#### [TASK INSTRUCTIONS]
Restating every entry exactly is the whole task.

#### [STORED DATA]
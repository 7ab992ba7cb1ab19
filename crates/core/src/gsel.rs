//! Planewave basis selection (G-vector truncation).
//!
//! The returned order is the row/column order of every operator built from
//! the basis, so it is fully deterministic: ascending truncation metric, then
//! ascending length, then lexicographic on the integer pair.

use std::cmp::Ordering;

use log::debug;
use serde::{Deserialize, Serialize};

use crate::error::{RcwaError, Result};
use crate::lattice::{Lattice2D, ReciprocalLattice2D};

/// Relative tolerance under which two lengths belong to the same shell.
const SHELL_TOLERANCE: f64 = 1e-12;

#[derive(Debug, Clone, Copy, PartialEq, Eq, Serialize, Deserialize, Default)]
#[serde(rename_all = "lowercase")]
pub enum Truncation {
    #[default]
    Circular,
    Parallelogramic,
}

#[derive(Debug, Clone, Copy)]
struct Candidate {
    g: [i32; 2],
    metric: f64,
    length: f64,
}

fn compare_candidates(a: &Candidate, b: &Candidate) -> Ordering {
    a.metric
        .total_cmp(&b.metric)
        .then(a.length.total_cmp(&b.length))
        .then(a.g.cmp(&b.g))
}

/// Select at most `capacity` basis vectors for the frequency basis `lk`.
pub fn select_g_vectors(
    truncation: Truncation,
    capacity: usize,
    lk: &ReciprocalLattice2D,
) -> Result<Vec<[i32; 2]>> {
    if capacity == 0 {
        return Err(RcwaError::invalid_argument(2, "capacity must be at least 1"));
    }
    if !lk.b1.iter().chain(lk.b2.iter()).all(|v| v.is_finite()) {
        return Err(RcwaError::invalid_argument(3, "reciprocal lattice must be finite"));
    }
    if lk.b1_length() == 0.0 {
        return Err(RcwaError::invalid_argument(3, "first reciprocal vector is zero"));
    }

    if lk.is_one_dimensional() {
        return Ok(select_one_dimensional(capacity));
    }
    if lk.determinant() == 0.0 {
        return Err(RcwaError::invalid_argument(3, "reciprocal vectors are collinear"));
    }

    let selected = match truncation {
        Truncation::Circular => select_circular(capacity, lk),
        Truncation::Parallelogramic => select_parallelogramic(capacity, lk),
    };
    debug!(
        "selected {} of {} requested G vectors ({:?} truncation)",
        selected.len(),
        capacity,
        truncation
    );
    Ok(selected)
}

fn select_one_dimensional(capacity: usize) -> Vec<[i32; 2]> {
    let extent = ((capacity - 1) / 2) as i32;
    let mut g: Vec<[i32; 2]> = (-extent..=extent).map(|m| [m, 0]).collect();
    g.sort_by(|a, b| a[0].abs().cmp(&b[0].abs()).then(a.cmp(b)));
    g
}

fn select_parallelogramic(capacity: usize, lk: &ReciprocalLattice2D) -> Vec<[i32; 2]> {
    let mut side = (capacity as f64).sqrt().floor() as usize;
    while side * side > capacity {
        side -= 1;
    }
    if side % 2 == 0 {
        side -= 1;
    }
    let extent = ((side - 1) / 2) as i32;
    let mut candidates = Vec::with_capacity(side * side);
    for m1 in -extent..=extent {
        for m2 in -extent..=extent {
            let g = [m1, m2];
            candidates.push(Candidate {
                g,
                metric: m1.abs().max(m2.abs()) as f64,
                length: length(lk, g),
            });
        }
    }
    candidates.sort_by(compare_candidates);
    candidates.into_iter().map(|c| c.g).collect()
}

fn select_circular(capacity: usize, lk: &ReciprocalLattice2D) -> Vec<[i32; 2]> {
    // Radius of a disc holding `capacity` reciprocal cells, padded by one cell
    // diagonal so the enumeration window can never run short.
    let cell_area = lk.determinant().abs();
    let radius =
        (capacity as f64 * cell_area / std::f64::consts::PI).sqrt() + lk.b1_length() + lk.b2_length();

    // m_i = f·a_i for the dual real-space vectors, so |m_i| <= radius·|a_i|.
    let inv = 1.0 / lk.determinant();
    let a1_len = lk.b2_length() * inv.abs();
    let a2_len = lk.b1_length() * inv.abs();
    let extent1 = (radius * a1_len).ceil() as i32 + 1;
    let extent2 = (radius * a2_len).ceil() as i32 + 1;

    let mut candidates = Vec::new();
    for m1 in -extent1..=extent1 {
        for m2 in -extent2..=extent2 {
            let g = [m1, m2];
            let len = length(lk, g);
            if len <= radius {
                candidates.push(Candidate {
                    g,
                    metric: len,
                    length: len,
                });
            }
        }
    }
    candidates.sort_by(compare_candidates);

    let mut keep = capacity.min(candidates.len());
    if keep < candidates.len() {
        let boundary = candidates[keep].length;
        while keep > 1 && same_shell(candidates[keep - 1].length, boundary) {
            keep -= 1;
        }
        if keep < capacity {
            debug!(
                "circular truncation backed off from {} to {} to keep whole shells",
                capacity, keep
            );
        }
    }
    candidates.truncate(keep);
    candidates.into_iter().map(|c| c.g).collect()
}

fn same_shell(a: f64, b: f64) -> bool {
    (a - b).abs() <= SHELL_TOLERANCE * a.max(b)
}

fn length(lk: &ReciprocalLattice2D, g: [i32; 2]) -> f64 {
    let f = lk.frequency(g);
    f[0].hypot(f[1])
}

/// A selected basis together with the request it was computed for.
#[derive(Debug, Clone, PartialEq)]
pub struct BasisSet {
    g: Vec<[i32; 2]>,
    lattice: Lattice2D,
    capacity: usize,
    truncation: Truncation,
}

impl BasisSet {
    pub fn select(lattice: &Lattice2D, capacity: usize, truncation: Truncation) -> Result<Self> {
        let lk = lattice.reciprocate()?;
        let g = select_g_vectors(truncation, capacity, &lk)?;
        Ok(Self {
            g,
            lattice: *lattice,
            capacity,
            truncation,
        })
    }

    /// Build a basis from an explicit list. Entries must be unique.
    pub fn from_vectors(lattice: &Lattice2D, g: Vec<[i32; 2]>) -> Result<Self> {
        if g.is_empty() {
            return Err(RcwaError::invalid_argument(2, "basis must not be empty"));
        }
        let mut sorted = g.clone();
        sorted.sort_unstable();
        if sorted.windows(2).any(|w| w[0] == w[1]) {
            return Err(RcwaError::invalid_argument(2, "basis vectors must be unique"));
        }
        let capacity = g.len();
        Ok(Self {
            g,
            lattice: *lattice,
            capacity,
            truncation: Truncation::Circular,
        })
    }

    /// Whether this basis was selected for the given request; a changed
    /// lattice or truncation count means the basis must be recomputed.
    pub fn is_valid_for(&self, lattice: &Lattice2D, capacity: usize, truncation: Truncation) -> bool {
        self.lattice == *lattice && self.capacity == capacity && self.truncation == truncation
    }

    pub fn len(&self) -> usize {
        self.g.len()
    }

    pub fn is_empty(&self) -> bool {
        self.g.is_empty()
    }

    pub fn vectors(&self) -> &[[i32; 2]] {
        &self.g
    }

    pub fn get(&self, index: usize) -> [i32; 2] {
        self.g[index]
    }

    /// Largest |m| per axis over the basis.
    pub fn extent(&self) -> [i32; 2] {
        self.g.iter().fold([0, 0], |acc, g| {
            [acc[0].max(g[0].abs()), acc[1].max(g[1].abs())]
        })
    }

    pub fn lattice(&self) -> &Lattice2D {
        &self.lattice
    }
}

#### [WRITTEN SOLUTION]
repository 7ab992ba7cb1ab19
filename crates/core/src/gsel.rs
//! Planewave basis selection (G-vector truncation).
//!
//! The returned order is the row/column order of every operator built from
//! the basis, so it is fully deterministic: ascending truncation metric, then
//! ascending length, then lexicographic on the integer pair.

use std::cmp::Ordering;

use log::debug;
use serde::{Deserialize, Serialize};

use crate::error::{RcwaError, Result};
use crate::lattice::{Lattice2D, ReciprocalLattice2D};

/// Relative tolerance under which two lengths belong to the same shell.
const SHELL_TOLERANCE: f64 = 1e-12;

#[derive(Debug, Clone, Copy, PartialEq, Eq, Serialize, Deserialize, Default)]
#[serde(rename_all = "lowercase")]
pub enum Truncation {
    #[default]
    Circular,
    Parallelogramic,
}

#[derive(Debug, Clone, Copy)]
struct Candidate {
    g: [i32; 2],
    metric: f64,
    length: f64,
}

fn compare_candidates(a: &Candidate, b: &Candidate) -> Ordering {
    a.metric
        .total_cmp(&b.metric)
        .then(a.length.total_cmp(&b.length))
        .then(a.g.cmp(&b.g))
}

/// Select at most `capacity` basis vectors for the frequency basis `lk`.
pub fn select_g_vectors(
    truncation: Truncation,
    capacity: usize,
    lk: &ReciprocalLattice2D,
) -> Result<Vec<[i32; 2]>> {
    if capacity == 0 {
        return Err(RcwaError::invalid_argument(2, "capacity must be at least 1"));
    }
    if !lk.b1.iter().chain(lk.b2.iter()).all(|v| v.is_finite()) {
        return Err(RcwaError::invalid_argument(3, "reciprocal lattice must be finite"));
    }
    if lk.b1_length() == 0.0 {
        return Err(RcwaError::invalid_argument(3, "first reciprocal vector is zero"));
    }

    if lk.is_one_dimensional() {
        return Ok(select_one_dimensional(capacity));
    }
    if lk.determinant() == 0.0 {
        return Err(RcwaError::invalid_argument(3, "reciprocal vectors are collinear"));
    }

    let selected = match truncation {
        Truncation::Circular => select_circular(capacity, lk),
        Truncation::Parallelogramic => select_parallelogramic(capacity, lk),
    };
    debug!(
        "selected {} of {} requested G vectors ({:?} truncation)",
        selected.len(),
        capacity,
        truncation
    );
    Ok(selected)
}

fn select_one_dimensional(capacity: usize) -> Vec<[i32; 2]> {
    let extent = ((capacity - 1) / 2) as i32;
    let mut g: Vec<[i32; 2]> = (-extent..=extent).map(|m| [m, 0]).collect();
    g.sort_by(|a, b| a[0].abs().cmp(&b[0].abs()).then(a.cmp(b)));
    g
}

fn select_parallelogramic(capacity: usize, lk: &ReciprocalLattice2D) -> Vec<[i32; 2]> {
    let mut side = (capacity as f64).sqrt().floor() as usize;
    while side * side > capacity {
        side -= 1;
    }
    if side % 2 == 0 {
        side -= 1;
    }
    let extent = ((side - 1) / 2) as i32;
    let mut candidates = Vec::with_capacity(side * side);
    for m1 in -extent..=extent {
        for m2 in -extent..=extent {
            let g = [m1, m2];
            candidates.push(Candidate {
                g,
                metric: m1.abs().max(m2.abs()) as f64,
                length: length(lk, g),
            });
        }
    }
    candidates.sort_by(compare_candidates);
    candidates.into_iter().map(|c| c.g).collect()
}

fn select_circular(capacity: usize, lk: &ReciprocalLattice2D) -> Vec<[i32; 2]> {
    // Radius of a disc holding `capacity` reciprocal cells, padded by one cell
    // diagonal so the enumeration window can never run short.
    let cell_area = lk.determinant().abs();
    let radius =
        (capacity as f64 * cell_area / std::f64::consts::PI).sqrt() + lk.b1_length() + lk.b2_length();

    // m_i = f·a_i for the dual real-space vectors, so |m_i| <= radius·|a_i|.
    let inv = 1.0 / lk.determinant();
    let a1_len = lk.b2_length() * inv.abs();
    let a2_len = lk.b1_length() * inv.abs();
    let extent1 = (radius * a1_len).ceil() as i32 + 1;
    let extent2 = (radius * a2_len).ceil() as i32 + 1;

    let mut candidates = Vec::new();
    for m1 in -extent1..=extent1 {
        for m2 in -extent2..=extent2 {
            let g = [m1, m2];
            let len = length(lk, g);
            if len <= radius {
                candidates.push(Candidate {
                    g,
                    metric: len,
                    length: len,
                });
            }
        }
    }
    candidates.sort_by(compare_candidates);

    let mut keep = capacity.min(candidates.len());
    if keep < candidates.len() {
        let boundary = candidates[keep].length;
        while keep > 1 && same_shell(candidates[keep - 1].length, boundary) {
            keep -= 1;
        }
        if keep < capacity {
            debug!(
                "circular truncation backed off from {} to {} to keep whole shells",
                capacity, keep
            );
        }
    }
    candidates.truncate(keep);
    candidates.into_iter().map(|c| c.g).collect()
}

fn same_shell(a: f64, b: f64) -> bool {
    (a - b).abs() <= SHELL_TOLERANCE * a.max(b)
}

fn length(lk: &ReciprocalLattice2D, g: [i32; 2]) -> f64 {
    let f = lk.frequency(g);
    f[0].hypot(f[1])
}

/// A selected basis together with the request it was computed for.
#[derive(Debug, Clone, PartialEq)]
pub struct BasisSet {
    g: Vec<[i32; 2]>,
    lattice: Lattice2D,
    capacity: usize,
    truncation: Truncation,
}

impl BasisSet {
    pub fn select(lattice: &Lattice2D, capacity: usize, truncation: Truncation) -> Result<Self> {
        let lk = lattice.reciprocate()?;
        let g = select_g_vectors(truncation, capacity, &lk)?;
        Ok(Self {
            g,
            lattice: *lattice,
            capacity,
            truncation,
        })
    }

    /// Build a basis from an explicit list. Entries must be unique.
    pub fn from_vectors(lattice: &Lattice2D, g: Vec<[i32; 2]>) -> Result<Self> {
        if g.is_empty() {
            return Err(RcwaError::invalid_argument(2, "basis must not be empty"));
        }
        let mut sorted = g.clone();
        sorted.sort_unstable();
        if sorted.windows(2).any(|w| w[0] == w[1]) {
            return Err(RcwaError::invalid_argument(2, "basis vectors must be unique"));
        }
        let capacity = g.len();
        Ok(Self {
            g,
            lattice: *lattice,
            capacity,
            truncation: Truncation::Circular,
        })
    }

    /// Whether this basis was selected for the given request; a changed
    /// lattice or truncation count means the basis must be recomputed.
    pub fn is_valid_for(&self, lattice: &Lattice2D, capacity: usize, truncation: Truncation) -> bool {
        self.lattice == *lattice && self.capacity == capacity && self.truncation == truncation
    }

    pub fn len(&self) -> usize {
        self.g.len()
    }

    pub fn is_empty(&self) -> bool {
        self.g.is_empty()
    }

    pub fn vectors(&self) -> &[[i32; 2]] {
        &self.g
    }

    pub fn get(&self, index: usize) -> [i32; 2] {
        self.g[index]
    }

    /// Largest |m| per axis over the basis.
    pub fn extent(&self) -> [i32; 2] {
        self.g.iter().fold([0, 0], |acc, g| {
            [acc[0].max(g[0].abs()), acc[1].max(g[1].abs())]
        })
    }

    pub fn lattice(&self) -> &Lattice2D {
        &self.lattice
    }
}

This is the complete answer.